__Records__
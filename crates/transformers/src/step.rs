//! Parser for recorded step strings.
//!
//! A step is a constructor call with literal arguments only:
//!
//! ```text
//! step   := IDENT '(' [ arg (',' arg)* [','] ] ')'
//! arg    := IDENT '=' value | value
//! value  := STRING | INT | FLOAT | True | False | None | '[' [ value (',' value)* [','] ] ']'
//! ```
//!
//! `FLOAT` also covers `nan`, `inf` and `-inf`.
//!
//! Nothing is evaluated. The parser only produces a name and [`Params`]; the
//! registry decides whether the name means anything.

use logos::Logos;

use crate::error::TransformError;
use crate::params::{Params, Value};

#[derive(Logos, Debug, Clone, Copy, PartialEq, Eq)]
#[logos(skip r"[ \t\r\n]+")]
enum Tok {
    #[token("(")]
    LParen,
    #[token(")")]
    RParen,
    #[token("[")]
    LBracket,
    #[token("]")]
    RBracket,
    #[token(",")]
    Comma,
    #[token("=")]
    Equals,
    #[regex(r"[A-Za-z_][A-Za-z0-9_]*")]
    Ident,
    #[regex(r"-?[0-9]+")]
    Int,
    #[regex(r"-?[0-9]+\.[0-9]+([eE][+-]?[0-9]+)?")]
    #[regex(r"-?[0-9]+[eE][+-]?[0-9]+")]
    #[token("-inf")]
    Float,
    #[regex(r#"'([^'\\\n]|\\.)*'"#)]
    #[regex(r#""([^"\\\n]|\\.)*""#)]
    Str,
}

/// Name and arguments of one parsed step.
#[derive(Debug, Clone, PartialEq)]
pub struct ParsedStep {
    pub name: String,
    pub params: Params,
}

pub fn parse_step(step: &str) -> Result<ParsedStep, TransformError> {
    let mut tokens = Vec::new();
    let mut lexer = Tok::lexer(step);
    while let Some(tok) = lexer.next() {
        match tok {
            Ok(tok) => tokens.push((tok, lexer.slice())),
            Err(()) => {
                return Err(TransformError::invalid_step(
                    step,
                    format!("unexpected character at byte {}", lexer.span().start),
                ))
            }
        }
    }

    let mut parser = Parser {
        step,
        tokens,
        pos: 0,
    };
    parser.step()
}

struct Parser<'a> {
    step: &'a str,
    tokens: Vec<(Tok, &'a str)>,
    pos: usize,
}

impl<'a> Parser<'a> {
    fn peek(&self) -> Option<Tok> {
        self.tokens.get(self.pos).map(|(tok, _)| *tok)
    }

    fn peek_at(&self, offset: usize) -> Option<Tok> {
        self.tokens.get(self.pos + offset).map(|(tok, _)| *tok)
    }

    fn next(&mut self) -> Option<(Tok, &'a str)> {
        let item = self.tokens.get(self.pos).copied();
        if item.is_some() {
            self.pos += 1;
        }
        item
    }

    fn error(&self, reason: impl std::fmt::Display) -> TransformError {
        TransformError::invalid_step(self.step, reason)
    }

    fn expect(&mut self, want: Tok) -> Result<&'a str, TransformError> {
        match self.next() {
            Some((tok, text)) if tok == want => Ok(text),
            Some((_, text)) => Err(self.error(format!("expected {want:?}, found `{text}`"))),
            None => Err(self.error(format!("expected {want:?}, found end of input"))),
        }
    }

    fn step(&mut self) -> Result<ParsedStep, TransformError> {
        let name = self.expect(Tok::Ident)?.to_string();
        self.expect(Tok::LParen)?;

        let mut params = Params::new();
        let mut seen_keyword = false;
        loop {
            if self.peek() == Some(Tok::RParen) {
                self.next();
                break;
            }

            if self.peek() == Some(Tok::Ident) && self.peek_at(1) == Some(Tok::Equals) {
                let key = self.expect(Tok::Ident)?.to_string();
                self.expect(Tok::Equals)?;
                if params.kwarg_value(&key).is_some() {
                    return Err(self.error(format!("keyword argument repeated: {key}")));
                }
                let value = self.value()?;
                params.insert_kwarg(key, value);
                seen_keyword = true;
            } else {
                if seen_keyword {
                    return Err(self.error("positional argument follows keyword argument"));
                }
                let value = self.value()?;
                params.push_arg(value);
            }

            match self.next() {
                Some((Tok::Comma, _)) => continue,
                Some((Tok::RParen, _)) => break,
                Some((_, text)) => {
                    return Err(self.error(format!("expected `,` or `)`, found `{text}`")))
                }
                None => return Err(self.error("unexpected end of input")),
            }
        }

        if let Some((_, text)) = self.next() {
            return Err(self.error(format!("trailing input `{text}`")));
        }

        Ok(ParsedStep { name, params })
    }

    fn value(&mut self) -> Result<Value, TransformError> {
        match self.next() {
            Some((Tok::Str, text)) => Ok(Value::Str(unescape(&text[1..text.len() - 1]))),
            Some((Tok::Int, text)) => text
                .parse::<i64>()
                .map(Value::Int)
                .map_err(|err| self.error(format!("bad integer `{text}`: {err}"))),
            Some((Tok::Float, text)) => text
                .parse::<f64>()
                .map(Value::Float)
                .map_err(|err| self.error(format!("bad float `{text}`: {err}"))),
            Some((Tok::Ident, "True")) => Ok(Value::Bool(true)),
            Some((Tok::Ident, "False")) => Ok(Value::Bool(false)),
            Some((Tok::Ident, "None")) => Ok(Value::None),
            Some((Tok::Ident, "nan")) => Ok(Value::Float(f64::NAN)),
            Some((Tok::Ident, "inf")) => Ok(Value::Float(f64::INFINITY)),
            Some((Tok::LBracket, _)) => self.list(),
            Some((_, text)) => Err(self.error(format!("expected a literal, found `{text}`"))),
            None => Err(self.error("expected a literal, found end of input")),
        }
    }

    fn list(&mut self) -> Result<Value, TransformError> {
        let mut items = Vec::new();
        loop {
            if self.peek() == Some(Tok::RBracket) {
                self.next();
                return Ok(Value::List(items));
            }
            items.push(self.value()?);
            match self.next() {
                Some((Tok::Comma, _)) => continue,
                Some((Tok::RBracket, _)) => return Ok(Value::List(items)),
                Some((_, text)) => {
                    return Err(self.error(format!("expected `,` or `]`, found `{text}`")))
                }
                None => return Err(self.error("unterminated list")),
            }
        }
    }
}

fn unescape(body: &str) -> String {
    let mut out = String::with_capacity(body.len());
    let mut chars = body.chars();
    while let Some(ch) = chars.next() {
        if ch != '\\' {
            out.push(ch);
            continue;
        }
        match chars.next() {
            Some('n') => out.push('\n'),
            Some('t') => out.push('\t'),
            Some('r') => out.push('\r'),
            Some(c @ ('\\' | '\'' | '"')) => out.push(c),
            Some(other) => {
                out.push('\\');
                out.push(other);
            }
            None => out.push('\\'),
        }
    }
    out
}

__Problem to work on__
Tally the lines in this data that hold the word "Debug" and state only the count.

__Response box__
2